‘Why He Could Have Been Scared of Cops’: 15 Years Ago, Deputies Killed Father of New Mexico Teen Killed During Recent Police Standoff
The aunt of a 15-year-old boy who died in a house fire while police were pursuing a suspect said he might have been afraid to come out of the house because his father was killed 15 years ago by one of the law enforcement agencies involved in the standoff.
Shela Rosenau told the Daily Beast that Brett Rosenau’s mother was still pregnant with the boy when his father was fatally shot by a Bernalillo County Sheriff’s deputy in 2006. She met the child’s mother, Amanda Lopez, at her brother’s funeral. The family had been estranged until Brett reached out to Shela on social media, looking to learn more about his father’s family.
“I think that may be why little Brett — I think that’s maybe why he could have been scared of cops” and didn’t come out of the house last week in time, Rosenau said.
Witnesses have revealed new details about the incident that led to Brett’s death. An initial autopsy report shows that the teenager died of smoke inhalation. Witnesses said authorities waited 40 minutes for the suspect, Qiaunt Kelley, to come out of the house before going in to look for the minor. Witnesses also told reporters that first responders left Brett’s body in front of the house for some time. It is unclear if that was part of the investigation.
Video footage from the incident show occupants and other people yelling and screaming at cops about the house fire. The tongue lashes quickly turned into painful pleas when one of them remembered the boy was in the home.
“They’re walking like there’s no f—-king tomorrow,” a bystander says of a fire rescue team seen pulling a hose a distance away from the house.
Officers lined behind caution tape as the neighborhood residents hurled profanity and accused the cops of willfully setting fire to the home. The scene depicts the sour relationship between the community and the Albuquerque police. The department is currently under the microscope of the U.S. Department of Justice after a settlement agreement in 2015. Albuquerque Police agreed to “deliver police services that comply with the Constitution and laws of the United States” after the federal agency found it “engaged in a pattern or practice of excessive force” in 2014.
The DOJ, in its latest report, released in May, found that the local police agency has made policy and training improvements but still lagged in “operational compliance.”

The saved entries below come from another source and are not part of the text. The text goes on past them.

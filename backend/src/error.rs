//! HTTP-facing error type.
//!
//! Every handler funnels its failures into `ApiError`, which picks the status
//! code and renders `{ "error": "<message>" }`.

use crate::eln::ElnError;
use crate::schema::SchemaError;
use actix_web::error::BlockingError;
use actix_web::http::StatusCode;
use actix_web::{HttpResponse, ResponseError};
use thiserror::Error;

#[derive(Debug, Error)]
pub enum ApiError {
    #[error("{0}")]
    BadRequest(String),

    #[error("Invalid username or password")]
    Unauthorized,

    #[error("Table not found: {0}")]
    TableNotFound(String),

    #[error("{0}")]
    Schema(#[from] SchemaError),

    #[error("Database error: {0}")]
    Database(#[from] rusqlite::Error),

    #[error("IO error: {0}")]
    Io(#[from] std::io::Error),

    #[error("Serialization error: {0}")]
    Serialization(#[from] serde_json::Error),

    #[error("ELN request failed: {0}")]
    Eln(#[from] ElnError),

    #[error("Blocking task failed: {0}")]
    Blocking(#[from] BlockingError),
}

impl ResponseError for ApiError {
    fn status_code(&self) -> StatusCode {
        match self {
            ApiError::BadRequest(_) | ApiError::Schema(_) => StatusCode::BAD_REQUEST,
            ApiError::Unauthorized => StatusCode::UNAUTHORIZED,
            ApiError::TableNotFound(_) => StatusCode::NOT_FOUND,
            ApiError::Eln(_) => StatusCode::BAD_GATEWAY,
            ApiError::Database(_)
            | ApiError::Io(_)
            | ApiError::Serialization(_)
            | ApiError::Blocking(_) => StatusCode::INTERNAL_SERVER_ERROR,
        }
    }

    fn error_response(&self) -> HttpResponse {
        let status = self.status_code();
        if status.is_server_error() {
            log::error!("{}", self);
        }
        HttpResponse::build(status).json(serde_json::json!({ "error": self.to_string() }))
    }
}
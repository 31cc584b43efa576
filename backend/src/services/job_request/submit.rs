//! # Job Request Submission
//!
//! Backs `POST /api/submit_job_request`. The matching configuration entry is
//! chosen by the schema's `title`; the requester's address and the operator's
//! name are looked up in the submitted form data. Two e-mails are sent through
//! the entry's SMTP relay: a confirmation to the requester and a notice to the
//! operator and the responsible person, both carrying the form data and schema
//! as JSON attachments.
//!
//! The HTTP status is always `200`; the outcome travels in the body as
//! `{ "response": 200 | 500, "responseText": ... }`.

use crate::error::ApiError;
use crate::notify::{job_request_messages, read_job_request_conf};
use crate::services::{parse_json_field, schema_title};
use crate::state::AppState;
use actix_web::{web, HttpResponse, Responder, ResponseError};
use chrono::Local;
use common::requests::JobRequestForm;
use common::responses::JobRequestOutcome;

pub async fn process(state: web::Data<AppState>, form: web::Form<JobRequestForm>) -> impl Responder {
    match submit(&state, form.into_inner()).await {
        Ok(outcome) => HttpResponse::Ok().json(outcome),
        Err(e) => e.error_response(),
    }
}

async fn submit(state: &AppState, form: JobRequestForm) -> Result<JobRequestOutcome, ApiError> {
    let data = parse_json_field("javascript_data", &form.javascript_data)?;
    let schema = parse_json_field("schema", &form.schema)?;
    let title = schema_title(&schema);

    let Some(conf) = read_job_request_conf(state.config.jobrequest_conf.clone()).await else {
        return Ok(JobRequestOutcome::operators_unavailable());
    };
    let Some(entry) = conf.entry_for_title(title) else {
        log::warn!("no job request configuration for schema '{}'", title);
        return Ok(JobRequestOutcome::operators_unavailable());
    };

    let today = Local::now().date_naive();
    let messages = match job_request_messages(entry, &data, &schema, &form.body, today) {
        Ok(messages) => messages,
        Err(e) => {
            log::error!("job request mail for '{}' could not be built: {}", title, e);
            return Ok(JobRequestOutcome::send_failed());
        }
    };

    match state.mailer.send(&entry.smtp, messages).await {
        Ok(()) => {
            log::info!("job request for '{}' submitted", title);
            Ok(JobRequestOutcome::submitted())
        }
        Err(e) => {
            log::error!("job request mail for '{}' failed: {}", title, e);
            Ok(JobRequestOutcome::send_failed())
        }
    }
}
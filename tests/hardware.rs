//! Display probe integration tests

use beacon_desk::display::Display;
use beacon_desk::hardware::{
    ConsoleDriver, ConsolePanel, ProbeOutcome, WiringProfile, default_candidates, select_wiring,
};

mod common;

use common::{Behavior, FakeDriver, profile};

#[test]
fn test_first_working_candidate_wins() {
    let mut driver = FakeDriver::new(&[
        ("A", Behavior::FailsOpen),
        ("B", Behavior::Works),
        ("C", Behavior::Works),
    ]);
    let candidates = [profile("A"), profile("B"), profile("C")];

    let outcome = select_wiring(&mut driver, &candidates);

    assert_eq!(outcome.profile().map(|p| p.label.as_str()), Some("B"));
    let log = driver.log.lock().unwrap();
    assert_eq!(log.opened, ["A", "B"]);
    assert_eq!(log.powered_on, ["B"]);
    assert_eq!(log.released, ["A"]);
}

#[test]
fn test_self_check_failure_moves_on() {
    let mut driver = FakeDriver::new(&[("A", Behavior::FailsSelfCheck), ("B", Behavior::Works)]);

    let outcome = select_wiring(&mut driver, &[profile("A"), profile("B")]);

    assert_eq!(outcome.profile().map(|p| p.label.as_str()), Some("B"));
    let log = driver.log.lock().unwrap();
    assert!(!log.held.contains("A"));
    // Only B's panel is alive
    assert_eq!(log.live_panels, 1);
}

#[test]
fn test_all_candidates_failing_leaves_nothing_behind() {
    let mut driver = FakeDriver::new(&[
        ("A", Behavior::FailsOpen),
        ("B", Behavior::FailsSelfCheck),
        ("C", Behavior::FailsSelfCheck),
    ]);
    let candidates = [profile("A"), profile("B"), profile("C")];

    let outcome = select_wiring(&mut driver, &candidates);
    assert!(matches!(outcome, ProbeOutcome::NotFound));

    {
        let log = driver.log.lock().unwrap();
        assert_eq!(log.opened, ["A", "B", "C"]);
        assert!(log.held.is_empty());
        assert_eq!(log.live_panels, 0);
        assert!(log.powered_on.is_empty());
    }

    // Probing again behaves the same
    let again = select_wiring(&mut driver, &candidates);
    assert!(matches!(again, ProbeOutcome::NotFound));
    let log = driver.log.lock().unwrap();
    assert_eq!(log.opened.len(), 6);
    assert!(log.held.is_empty());
    assert_eq!(log.live_panels, 0);
}

#[test]
fn test_each_candidate_tried_once() {
    let mut driver = FakeDriver::new(&[]);
    let candidates = [profile("A"), profile("B")];

    let outcome = select_wiring(&mut driver, &candidates);

    assert!(matches!(outcome, ProbeOutcome::NotFound));
    assert_eq!(driver.log.lock().unwrap().opened, ["A", "B"]);
}

#[test]
fn test_empty_candidate_list_is_headless() {
    let mut driver = FakeDriver::new(&[]);
    let (wiring, mut display) = select_wiring(&mut driver, &[]).into_display();

    assert!(wiring.is_none());
    // Headless display accepts every view
    display.draw_boot("ready");
    display.draw_chat("hi", "hello");
}

#[test]
fn test_host_probe_falls_back_to_console() {
    let mut driver = ConsoleDriver::new();
    let candidates = default_candidates();

    let outcome = select_wiring(&mut driver, &candidates);

    let selected = outcome.profile().cloned();
    assert_eq!(selected, candidates.last().cloned());
    assert!(selected.unwrap().pins().is_none());
}

#[test]
fn test_console_panel_renders_views() {
    let mut panel = ConsolePanel::new(Vec::new());
    panel.draw_boot("Beacon ready");
    panel.draw_chat("(wake)", "Yes? I'm listening.");

    let out = String::from_utf8(panel.into_inner()).unwrap();
    assert_eq!(out, "── Beacon ready ──\n  > (wake)\n  < Yes? I'm listening.\n");
}

#[test]
fn test_profile_display_names_pins() {
    let text = profile("A").to_string();
    assert!(text.starts_with("A (spi0"));
    assert!(text.contains("DC=3"));

    assert_eq!(WiringProfile::console("Term").to_string(), "Term (console)");
}
//! Speech-to-text (STT) processing

use async_trait::async_trait;

use crate::net::check_status;
use crate::{Error, Result};

/// Default `OpenAI` API root
const OPENAI_URL: &str = "https://api.openai.com";

/// Default Deepgram API root
const DEEPGRAM_URL: &str = "https://api.deepgram.com";

/// Turns recorded speech into text
#[async_trait]
pub trait Transcriber: Send + Sync {
    /// Transcribe WAV audio
    ///
    /// # Errors
    ///
    /// Returns error if the provider is unreachable or answers non-success
    async fn transcribe(&self, wav: &[u8]) -> Result<String>;
}

/// Response from OpenAI Whisper transcription API
#[derive(serde::Deserialize)]
struct WhisperResponse {
    text: String,
}

/// Response from Deepgram transcription API
#[derive(serde::Deserialize)]
struct DeepgramResponse {
    results: DeepgramResults,
}

#[derive(serde::Deserialize)]
struct DeepgramResults {
    channels: Vec<DeepgramChannel>,
}

#[derive(serde::Deserialize)]
struct DeepgramChannel {
    alternatives: Vec<DeepgramAlternative>,
}

#[derive(serde::Deserialize)]
struct DeepgramAlternative {
    transcript: String,
}

/// STT provider backend
#[derive(Clone, Copy, Debug, Default, PartialEq, Eq, serde::Deserialize)]
#[serde(rename_all = "lowercase")]
pub enum SttProvider {
    #[default]
    Whisper,
    Deepgram,
}

impl SttProvider {
    /// Model used when none is configured
    #[must_use]
    pub const fn default_model(self) -> &'static str {
        match self {
            Self::Whisper => "whisper-1",
            Self::Deepgram => "nova-2",
        }
    }
}

/// Transcribes speech to text
pub struct SpeechToText {
    client: reqwest::Client,
    api_key: String,
    model: String,
    provider: SttProvider,
    base_url: String,
}

impl SpeechToText {
    /// Create a new STT instance using `OpenAI` Whisper
    ///
    /// # Errors
    ///
    /// Returns error if API key is missing
    pub fn new_whisper(client: reqwest::Client, api_key: String, model: String) -> Result<Self> {
        if api_key.is_empty() {
            return Err(Error::Config(
                "OpenAI API key required for Whisper".to_string(),
            ));
        }

        Ok(Self {
            client,
            api_key,
            model,
            provider: SttProvider::Whisper,
            base_url: OPENAI_URL.to_string(),
        })
    }

    /// Create a new STT instance using Deepgram
    ///
    /// # Errors
    ///
    /// Returns error if API key is missing
    pub fn new_deepgram(client: reqwest::Client, api_key: String, model: String) -> Result<Self> {
        if api_key.is_empty() {
            return Err(Error::Config("Deepgram API key required".to_string()));
        }

        Ok(Self {
            client,
            api_key,
            model,
            provider: SttProvider::Deepgram,
            base_url: DEEPGRAM_URL.to_string(),
        })
    }

    /// Point at a different API root
    #[must_use]
    pub fn with_base_url(mut self, base_url: impl Into<String>) -> Self {
        self.base_url = base_url.into().trim_end_matches('/').to_string();
        self
    }

    #[must_use]
    pub const fn provider(&self) -> SttProvider {
        self.provider
    }

    /// Transcribe using OpenAI Whisper
    async fn transcribe_whisper(&self, audio: &[u8]) -> Result<String> {
        tracing::debug!(audio_bytes = audio.len(), "starting Whisper transcription");

        let form = reqwest::multipart::Form::new()
            .part(
                "file",
                reqwest::multipart::Part::bytes(audio.to_vec())
                    .file_name("audio.wav")
                    .mime_str("audio/wav")
                    .map_err(|e| Error::Stt(e.to_string()))?,
            )
            .text("model", self.model.clone());

        let response = self
            .client
            .post(format!("{}/v1/audio/transcriptions", self.base_url))
            .bearer_auth(&self.api_key)
            .multipart(form)
            .send()
            .await
            .map_err(|e| {
                tracing::error!(error = %e, "Whisper request failed");
                e
            })?;

        let response = check_status(response).await.map_err(|e| {
            tracing::error!(error = %e, "Whisper API error");
            Error::Stt(format!("Whisper {e}"))
        })?;

        let result: WhisperResponse = response.json().await.map_err(|e| {
            tracing::error!(error = %e, "failed to parse response");
            e
        })?;

        tracing::info!(transcript = %result.text, "transcription complete");
        Ok(result.text)
    }

    /// Transcribe using Deepgram
    async fn transcribe_deepgram(&self, audio: &[u8]) -> Result<String> {
        tracing::debug!(audio_bytes = audio.len(), "starting Deepgram transcription");

        let response = self
            .client
            .post(format!("{}/v1/listen", self.base_url))
            .query(&[("model", self.model.as_str()), ("punctuate", "true")])
            .header("Authorization", format!("Token {}", self.api_key))
            .header("Content-Type", "audio/wav")
            .body(audio.to_vec())
            .send()
            .await
            .map_err(|e| {
                tracing::error!(error = %e, "Deepgram request failed");
                e
            })?;

        let response = check_status(response).await.map_err(|e| {
            tracing::error!(error = %e, "Deepgram API error");
            Error::Stt(format!("Deepgram {e}"))
        })?;

        let result: DeepgramResponse = response.json().await.map_err(|e| {
            tracing::error!(error = %e, "failed to parse Deepgram response");
            e
        })?;

        let transcript = result
            .results
            .channels
            .first()
            .and_then(|c| c.alternatives.first())
            .map(|a| a.transcript.clone())
            .unwrap_or_default();

        tracing::info!(transcript = %transcript, "transcription complete");
        Ok(transcript)
    }
}

#[async_trait]
impl Transcriber for SpeechToText {
    async fn transcribe(&self, wav: &[u8]) -> Result<String> {
        match self.provider {
            SttProvider::Whisper => self.transcribe_whisper(wav).await,
            SttProvider::Deepgram => self.transcribe_deepgram(wav).await,
        }
    }
}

Albuquerque Police Chief Harold Medina has acknowledged the devices used to flush Kelley out of the home with irritants may have caused the fire. He cited cases in other states where Flameless Tri-Chamber tear gas canisters ignited flames.
According to Defense Technology, the canisters allow the chemicals to burn internally to reduce fire risk and are designed primarily for indoor use. However, the safety sheet on the devices says individual cartridges could explode in a confined space. It is recommended for crowd control and “tactical deployment” in a “barricaded situation.”
“Forty minutes of smoke inhalation will kill anybody. That’s common sense,” Rosenau said. “So for them to wait 40 minutes, that’s just not right. That’s horrible. I believe in that situation, you save a life, and they needed to go in there… I mean, that’s their job. They should not have sat back and waited for them to come out.”
Lopez’s attorney described Brett as a loving and affectionate boy who excelled at sports.
“His mother was always amazed that he was never embarrassed when she would ask for him to hug or kiss her in front of his friends,” Lopez’s attorney Taylor Smith said.
Smith said the Lopez family is coping with the loss and are looking into what happened on July 6.
“We also don’t want this to go swept under the rug,” said Smith. “So we along with the ACLU requested for an independent and transparent investigation into the police conduct.”
The teenager’s father, also named Brett, was killed on New Year’s Eve during a foot chase with sheriff’s deputies. At least one sheriff’s deputy was believed to be at the scene of the fire last week. Authorities said his father flashed a weapon at a deputy, and a grand jury agreed that the shooting was justified. The Rosenau family denies the claim.
Shela said little Brett was “excited just to meet family” when he reached out to her on Facebook about four years ago.
“He was really excited to see some pictures that I sent to him [of his father],” she said.
Shela said the interactions she had with her long-lost nephew show her that “he’s an awesome kid.”